The Quartz Wedge — Polariscope Accessory for Birefringence Measurement
The Quartz Wedge — Polariscope Accessory for Birefringence Measurement
A graduated quartz prism that translates retardation into observable interference colour
A quartz wedge is an optical accessory used with a polariscope to estimate the retardation, or optical path difference, of doubly refractive gem materials. The wedge is a thin slab of quartz ground to a continuously increasing thickness along its length, cut so that the quartz c-axis lies in the plane of the wedge at a defined orientation. When inserted into the polariscope's light path between crossed polars, the wedge produces a calibrated sequence of interference colours that the gemmologist can match against the colour displayed by an unknown stone.
How it works
Doubly refractive materials split incident light into two perpendicularly polarised rays travelling at different speeds, producing a phase difference, the retardation, on emergence. Between crossed polars, this retardation generates interference colours according to the Michel-Lévy chart, the standard reference for relating retardation in nanometres to observed colour. Quartz, a low-birefringence material with stable optical properties, is the standard reference substance for retardation calibration in microscopy and gemmology.

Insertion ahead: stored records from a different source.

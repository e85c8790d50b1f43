//! Append-only file storage for agent sessions, the session index, and the
//! provenance ledger

mod config;
mod error;
mod formatter;
mod io;
mod paths;
mod slug;
mod store;
mod types;

pub use config::{StorageConfig, DEFAULT_BASE_DIR};
pub use error::{BoxError, Result, StorageError};
pub use formatter::Formatter;
pub use io::{append_jsonl, atomic_write, read_jsonl, scan_jsonl};
pub use paths::{
    session_file_stem, Paths, INDEX_DIR, INDEX_FILE, PROVENANCE_DIR, PROVENANCE_FILE,
    SESSIONS_DIR,
};
pub use slug::{generate_slug, SLUG_MAX_LENGTH, SLUG_MIN_WORD_BOUNDARY};
pub use store::{FileStorage, Storage};
pub use types::{
    IndexEntry, ProvenanceRecord, Session, TokenUsage, ARTIFACT_SESSION, SOURCE_TRANSCRIPT,
};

The wedge is positioned in the accessory slot above the stone and slid through the field of view. As the wedge thickness increases, the cumulative retardation passes through the standard sequence of first-order grey, white, yellow, red, then second-order blue, green, and so on. The gemmologist matches the colour at which the unknown stone's interference is fully compensated to the corresponding wedge thickness, yielding the stone's retardation and, given its thickness, its birefringence.
Use in the laboratory
Quartz wedges complement the simpler quarter-wave and full-wave plates that are the standard polariscope accessories. The wedge is most useful when birefringence falls in a range too high for fixed plates to resolve unambiguously. In practical gemmological work, the wedge is most often used to distinguish between materials of overlapping refractive index by their birefringence — for example, distinguishing apatite from beryl or quartz from danburite when refractive index alone is borderline.
The technique requires careful sample preparation. The stone must be oriented so that its optic axes are at 45 degrees to the polariser planes, and the path length through the stone must be known or estimated. Faceted stones complicate matters because the path length varies with the facet through which the light enters; flat parallel windows or polished slabs give the cleanest readings. For routine identification, the polariscope's basic uniaxial-biaxial discrimination usually settles the question without recourse to the wedge.
In the trade
Quartz wedges are standard equipment in major gemmological laboratories — GIA, AGL, SSEF, Gübelin, Lotus — and in the polarising microscopes used for petrographic and gemmological research. They are less commonly found in retail bench setups, where simpler instruments suffice for the species identifications a working jeweller faces. For Skyjems and other dealers handling unusual or borderline material, the wedge is part of the broader optical-mineralogical toolkit that distinguishes a fully equipped reference laboratory from a bench-only operation.